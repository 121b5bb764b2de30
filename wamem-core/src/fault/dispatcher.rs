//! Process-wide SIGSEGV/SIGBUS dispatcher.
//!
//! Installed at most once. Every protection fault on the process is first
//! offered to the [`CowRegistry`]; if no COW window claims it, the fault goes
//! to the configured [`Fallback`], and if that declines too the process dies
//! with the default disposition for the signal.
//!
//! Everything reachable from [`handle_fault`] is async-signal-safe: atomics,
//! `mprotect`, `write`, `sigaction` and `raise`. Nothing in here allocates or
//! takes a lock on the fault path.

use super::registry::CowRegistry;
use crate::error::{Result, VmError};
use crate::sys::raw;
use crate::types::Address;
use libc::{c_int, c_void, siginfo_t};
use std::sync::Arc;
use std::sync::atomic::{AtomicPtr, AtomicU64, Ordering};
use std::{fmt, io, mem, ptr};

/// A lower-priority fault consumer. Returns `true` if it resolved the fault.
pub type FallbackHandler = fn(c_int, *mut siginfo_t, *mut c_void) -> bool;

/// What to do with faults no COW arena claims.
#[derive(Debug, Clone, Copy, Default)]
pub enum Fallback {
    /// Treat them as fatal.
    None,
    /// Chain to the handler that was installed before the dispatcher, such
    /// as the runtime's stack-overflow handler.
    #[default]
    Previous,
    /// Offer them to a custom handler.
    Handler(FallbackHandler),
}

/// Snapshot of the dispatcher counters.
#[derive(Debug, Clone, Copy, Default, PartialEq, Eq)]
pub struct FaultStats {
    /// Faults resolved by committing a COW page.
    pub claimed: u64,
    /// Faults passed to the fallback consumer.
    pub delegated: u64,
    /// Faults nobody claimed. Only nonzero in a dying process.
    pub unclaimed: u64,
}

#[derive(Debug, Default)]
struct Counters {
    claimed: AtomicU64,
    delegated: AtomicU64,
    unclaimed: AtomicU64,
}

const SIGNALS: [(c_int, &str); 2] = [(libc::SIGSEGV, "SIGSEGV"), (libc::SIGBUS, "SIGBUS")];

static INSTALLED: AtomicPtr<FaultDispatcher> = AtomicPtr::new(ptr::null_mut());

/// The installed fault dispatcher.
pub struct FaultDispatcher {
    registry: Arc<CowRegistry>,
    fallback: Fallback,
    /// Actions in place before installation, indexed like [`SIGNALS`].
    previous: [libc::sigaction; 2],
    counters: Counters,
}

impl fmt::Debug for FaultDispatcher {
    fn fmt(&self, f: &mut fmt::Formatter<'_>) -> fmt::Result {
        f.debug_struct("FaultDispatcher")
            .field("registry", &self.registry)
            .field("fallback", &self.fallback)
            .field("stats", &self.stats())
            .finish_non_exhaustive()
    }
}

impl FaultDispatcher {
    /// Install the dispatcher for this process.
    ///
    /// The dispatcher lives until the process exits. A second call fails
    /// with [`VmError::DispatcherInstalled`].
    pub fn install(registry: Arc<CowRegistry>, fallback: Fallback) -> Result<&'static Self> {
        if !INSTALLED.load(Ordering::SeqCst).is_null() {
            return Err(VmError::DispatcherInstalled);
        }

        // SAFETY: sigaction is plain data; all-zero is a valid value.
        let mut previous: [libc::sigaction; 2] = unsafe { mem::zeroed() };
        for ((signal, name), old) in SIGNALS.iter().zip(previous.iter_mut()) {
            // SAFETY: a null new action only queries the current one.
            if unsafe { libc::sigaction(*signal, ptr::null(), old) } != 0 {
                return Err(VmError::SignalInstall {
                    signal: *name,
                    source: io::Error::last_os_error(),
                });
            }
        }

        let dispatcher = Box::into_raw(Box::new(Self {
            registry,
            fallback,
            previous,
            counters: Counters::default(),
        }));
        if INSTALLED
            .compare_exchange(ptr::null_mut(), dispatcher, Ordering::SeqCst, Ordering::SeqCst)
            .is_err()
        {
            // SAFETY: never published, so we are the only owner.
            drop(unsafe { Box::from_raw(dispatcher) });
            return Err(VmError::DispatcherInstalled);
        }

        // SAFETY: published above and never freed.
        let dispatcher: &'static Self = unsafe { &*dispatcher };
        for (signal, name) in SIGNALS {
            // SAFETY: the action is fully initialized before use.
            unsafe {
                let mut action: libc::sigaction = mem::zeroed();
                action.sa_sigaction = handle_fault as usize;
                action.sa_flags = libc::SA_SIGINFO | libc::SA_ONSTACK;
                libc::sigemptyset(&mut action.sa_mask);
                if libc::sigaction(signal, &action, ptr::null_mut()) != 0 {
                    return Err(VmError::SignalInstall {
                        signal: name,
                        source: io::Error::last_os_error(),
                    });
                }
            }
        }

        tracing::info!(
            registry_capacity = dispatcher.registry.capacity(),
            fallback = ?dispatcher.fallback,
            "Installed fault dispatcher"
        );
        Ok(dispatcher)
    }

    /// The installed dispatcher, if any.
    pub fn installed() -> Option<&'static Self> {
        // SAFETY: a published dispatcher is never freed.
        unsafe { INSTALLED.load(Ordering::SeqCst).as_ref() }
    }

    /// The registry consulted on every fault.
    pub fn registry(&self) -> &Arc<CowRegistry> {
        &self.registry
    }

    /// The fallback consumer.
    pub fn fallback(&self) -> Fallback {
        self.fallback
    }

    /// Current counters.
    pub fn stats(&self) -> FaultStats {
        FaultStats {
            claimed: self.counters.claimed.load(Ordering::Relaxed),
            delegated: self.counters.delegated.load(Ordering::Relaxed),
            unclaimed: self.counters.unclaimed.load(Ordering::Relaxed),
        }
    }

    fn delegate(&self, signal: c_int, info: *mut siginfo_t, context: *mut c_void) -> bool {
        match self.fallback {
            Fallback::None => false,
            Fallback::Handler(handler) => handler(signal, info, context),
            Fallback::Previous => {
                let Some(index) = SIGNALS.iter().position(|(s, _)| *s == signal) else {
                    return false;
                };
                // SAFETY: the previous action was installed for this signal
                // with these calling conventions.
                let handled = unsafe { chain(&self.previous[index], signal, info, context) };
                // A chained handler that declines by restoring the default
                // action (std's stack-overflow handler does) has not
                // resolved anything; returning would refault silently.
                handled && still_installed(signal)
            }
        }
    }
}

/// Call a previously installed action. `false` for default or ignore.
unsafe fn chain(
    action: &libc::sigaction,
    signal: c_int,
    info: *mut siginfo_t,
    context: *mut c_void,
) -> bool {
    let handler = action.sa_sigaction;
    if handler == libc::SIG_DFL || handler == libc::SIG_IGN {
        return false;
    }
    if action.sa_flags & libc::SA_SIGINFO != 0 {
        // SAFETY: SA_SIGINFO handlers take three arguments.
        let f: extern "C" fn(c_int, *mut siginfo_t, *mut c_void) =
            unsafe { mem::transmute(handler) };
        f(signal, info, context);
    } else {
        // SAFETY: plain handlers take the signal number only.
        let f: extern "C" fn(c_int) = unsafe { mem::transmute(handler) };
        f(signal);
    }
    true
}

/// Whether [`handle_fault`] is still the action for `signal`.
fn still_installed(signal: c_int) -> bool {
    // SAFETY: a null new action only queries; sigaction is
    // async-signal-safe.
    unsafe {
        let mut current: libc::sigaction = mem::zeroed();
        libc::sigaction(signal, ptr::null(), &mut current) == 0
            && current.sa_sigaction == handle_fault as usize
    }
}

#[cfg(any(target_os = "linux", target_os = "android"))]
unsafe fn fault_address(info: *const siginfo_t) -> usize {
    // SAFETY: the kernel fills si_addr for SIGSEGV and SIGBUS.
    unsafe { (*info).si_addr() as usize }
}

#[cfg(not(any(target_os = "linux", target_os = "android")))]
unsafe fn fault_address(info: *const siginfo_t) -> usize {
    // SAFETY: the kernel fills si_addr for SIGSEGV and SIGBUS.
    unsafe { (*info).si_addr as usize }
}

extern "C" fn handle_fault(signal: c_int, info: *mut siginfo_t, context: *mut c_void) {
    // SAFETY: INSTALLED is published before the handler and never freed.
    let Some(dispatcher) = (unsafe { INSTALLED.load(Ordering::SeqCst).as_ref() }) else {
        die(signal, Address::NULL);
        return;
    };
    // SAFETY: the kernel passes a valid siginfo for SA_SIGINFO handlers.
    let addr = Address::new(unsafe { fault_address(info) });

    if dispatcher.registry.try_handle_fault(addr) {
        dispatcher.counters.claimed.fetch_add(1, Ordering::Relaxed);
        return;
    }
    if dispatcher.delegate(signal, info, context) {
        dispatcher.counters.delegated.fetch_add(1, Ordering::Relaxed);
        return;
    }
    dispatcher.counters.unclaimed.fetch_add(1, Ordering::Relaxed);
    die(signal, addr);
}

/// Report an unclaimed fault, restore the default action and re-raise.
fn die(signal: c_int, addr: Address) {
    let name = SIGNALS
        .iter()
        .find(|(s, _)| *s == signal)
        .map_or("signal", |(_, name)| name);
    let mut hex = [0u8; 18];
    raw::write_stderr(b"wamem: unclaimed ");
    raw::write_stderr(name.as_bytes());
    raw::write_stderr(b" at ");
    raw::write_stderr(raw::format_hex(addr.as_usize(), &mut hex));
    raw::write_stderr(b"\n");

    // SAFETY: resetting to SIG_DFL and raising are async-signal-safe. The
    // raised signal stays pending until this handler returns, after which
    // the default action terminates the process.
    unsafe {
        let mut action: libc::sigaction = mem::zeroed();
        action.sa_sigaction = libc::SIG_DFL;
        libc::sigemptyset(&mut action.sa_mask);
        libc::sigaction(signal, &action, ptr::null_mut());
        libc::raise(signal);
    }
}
....................
■ EXERCISE
At the line containing "fn die(signal: c_int, addr: Address)", start transcribing exactly, and continue through the last line of the listing. Stop there and add nothing.

■ OUTPUT
fn die(signal: c_int, addr: Address) {
    let name = SIGNALS
        .iter()
        .find(|(s, _)| *s == signal)
        .map_or("signal", |(_, name)| name);
    let mut hex = [0u8; 18];
    raw::write_stderr(b"wamem: unclaimed ");
    raw::write_stderr(name.as_bytes());
    raw::write_stderr(b" at ");
    raw::write_stderr(raw::format_hex(addr.as_usize(), &mut hex));
    raw::write_stderr(b"\n");

    // SAFETY: resetting to SIG_DFL and raising are async-signal-safe. The
    // raised signal stays pending until this handler returns, after which
    // the default action terminates the process.
    unsafe {
        let mut action: libc::sigaction = mem::zeroed();
        action.sa_sigaction = libc::SIG_DFL;
        libc::sigemptyset(&mut action.sa_mask);
        libc::sigaction(signal, &action, ptr::null_mut());
        libc::raise(signal);
    }
}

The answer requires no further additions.